*** Opening INPUT FOR THIS TASK ***

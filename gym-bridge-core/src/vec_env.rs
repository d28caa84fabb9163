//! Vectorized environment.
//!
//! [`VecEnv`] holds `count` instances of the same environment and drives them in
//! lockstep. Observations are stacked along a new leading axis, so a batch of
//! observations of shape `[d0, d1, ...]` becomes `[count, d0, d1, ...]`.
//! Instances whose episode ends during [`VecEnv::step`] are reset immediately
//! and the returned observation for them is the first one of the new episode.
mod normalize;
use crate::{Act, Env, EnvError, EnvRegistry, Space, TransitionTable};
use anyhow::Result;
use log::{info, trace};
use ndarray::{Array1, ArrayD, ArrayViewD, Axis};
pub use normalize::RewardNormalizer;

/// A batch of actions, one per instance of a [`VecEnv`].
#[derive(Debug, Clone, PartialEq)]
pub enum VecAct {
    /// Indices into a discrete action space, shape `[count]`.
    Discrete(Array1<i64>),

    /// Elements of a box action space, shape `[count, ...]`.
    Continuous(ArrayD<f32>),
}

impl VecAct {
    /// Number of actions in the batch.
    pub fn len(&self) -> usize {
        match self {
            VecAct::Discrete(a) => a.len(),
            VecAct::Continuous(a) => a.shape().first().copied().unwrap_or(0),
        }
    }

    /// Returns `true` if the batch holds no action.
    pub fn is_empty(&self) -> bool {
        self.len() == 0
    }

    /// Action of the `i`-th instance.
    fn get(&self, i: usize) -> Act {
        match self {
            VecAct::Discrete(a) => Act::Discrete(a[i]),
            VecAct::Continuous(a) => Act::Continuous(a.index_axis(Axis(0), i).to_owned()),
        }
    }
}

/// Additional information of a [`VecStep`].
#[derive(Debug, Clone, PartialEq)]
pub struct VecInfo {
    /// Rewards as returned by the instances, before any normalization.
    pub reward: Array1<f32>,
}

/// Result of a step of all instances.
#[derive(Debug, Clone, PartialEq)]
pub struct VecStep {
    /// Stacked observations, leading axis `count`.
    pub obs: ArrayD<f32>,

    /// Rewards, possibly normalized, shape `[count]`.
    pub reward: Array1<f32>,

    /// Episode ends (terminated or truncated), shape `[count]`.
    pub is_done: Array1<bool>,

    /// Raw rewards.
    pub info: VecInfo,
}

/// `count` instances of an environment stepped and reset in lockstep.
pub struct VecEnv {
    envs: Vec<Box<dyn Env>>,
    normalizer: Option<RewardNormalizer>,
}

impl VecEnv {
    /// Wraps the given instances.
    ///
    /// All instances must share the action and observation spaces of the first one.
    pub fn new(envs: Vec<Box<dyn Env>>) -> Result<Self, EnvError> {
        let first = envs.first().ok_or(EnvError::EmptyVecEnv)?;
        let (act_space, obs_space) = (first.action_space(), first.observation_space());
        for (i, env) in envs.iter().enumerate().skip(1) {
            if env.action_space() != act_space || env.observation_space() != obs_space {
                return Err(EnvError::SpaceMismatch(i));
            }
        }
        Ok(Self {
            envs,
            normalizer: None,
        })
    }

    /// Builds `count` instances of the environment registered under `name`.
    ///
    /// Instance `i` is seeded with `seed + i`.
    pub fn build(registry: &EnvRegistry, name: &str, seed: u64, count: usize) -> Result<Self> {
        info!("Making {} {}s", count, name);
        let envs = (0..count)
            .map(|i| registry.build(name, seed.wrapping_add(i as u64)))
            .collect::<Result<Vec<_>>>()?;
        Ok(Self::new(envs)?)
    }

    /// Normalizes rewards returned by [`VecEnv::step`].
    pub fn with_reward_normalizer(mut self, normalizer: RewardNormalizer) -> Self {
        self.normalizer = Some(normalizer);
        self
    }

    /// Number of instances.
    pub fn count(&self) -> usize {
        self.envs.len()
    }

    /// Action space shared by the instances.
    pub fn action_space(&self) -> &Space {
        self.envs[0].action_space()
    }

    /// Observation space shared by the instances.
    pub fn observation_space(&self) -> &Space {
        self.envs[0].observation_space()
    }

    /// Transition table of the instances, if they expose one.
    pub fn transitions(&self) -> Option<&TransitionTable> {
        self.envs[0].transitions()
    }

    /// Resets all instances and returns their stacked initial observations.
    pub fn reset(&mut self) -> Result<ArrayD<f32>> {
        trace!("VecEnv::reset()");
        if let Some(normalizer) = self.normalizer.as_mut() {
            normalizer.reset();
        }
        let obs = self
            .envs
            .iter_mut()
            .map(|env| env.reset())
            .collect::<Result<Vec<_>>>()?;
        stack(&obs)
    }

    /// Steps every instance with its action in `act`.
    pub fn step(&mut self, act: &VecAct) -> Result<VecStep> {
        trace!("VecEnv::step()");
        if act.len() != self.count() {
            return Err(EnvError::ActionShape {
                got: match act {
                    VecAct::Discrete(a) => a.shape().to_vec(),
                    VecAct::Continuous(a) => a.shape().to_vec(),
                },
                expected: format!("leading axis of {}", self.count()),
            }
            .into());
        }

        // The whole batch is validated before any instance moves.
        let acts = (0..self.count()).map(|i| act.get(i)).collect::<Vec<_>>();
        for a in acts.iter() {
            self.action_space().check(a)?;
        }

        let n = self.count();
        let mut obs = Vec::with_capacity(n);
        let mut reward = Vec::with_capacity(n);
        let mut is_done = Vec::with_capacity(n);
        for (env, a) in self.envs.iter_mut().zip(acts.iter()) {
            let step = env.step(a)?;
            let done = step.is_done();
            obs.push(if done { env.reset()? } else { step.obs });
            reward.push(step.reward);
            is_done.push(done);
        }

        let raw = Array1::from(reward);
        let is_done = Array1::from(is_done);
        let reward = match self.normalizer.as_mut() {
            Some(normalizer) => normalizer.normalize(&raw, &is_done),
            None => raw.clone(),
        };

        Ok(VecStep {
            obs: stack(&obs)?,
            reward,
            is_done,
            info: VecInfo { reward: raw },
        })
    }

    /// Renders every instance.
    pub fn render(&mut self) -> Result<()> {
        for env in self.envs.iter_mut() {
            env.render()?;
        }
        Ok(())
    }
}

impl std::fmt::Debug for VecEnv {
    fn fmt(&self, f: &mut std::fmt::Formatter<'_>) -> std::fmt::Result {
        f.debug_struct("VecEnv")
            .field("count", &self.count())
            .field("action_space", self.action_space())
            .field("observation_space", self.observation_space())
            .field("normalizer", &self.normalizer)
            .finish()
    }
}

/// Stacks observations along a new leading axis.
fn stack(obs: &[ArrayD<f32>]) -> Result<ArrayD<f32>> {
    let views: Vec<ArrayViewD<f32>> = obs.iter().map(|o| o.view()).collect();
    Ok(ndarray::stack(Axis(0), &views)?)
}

*** Closing INPUT FOR THIS TASK ***

Line tally for "leading": say how many lines of the records above contain it, and give nothing but the number.

OUTPUT OF THE TASK. 4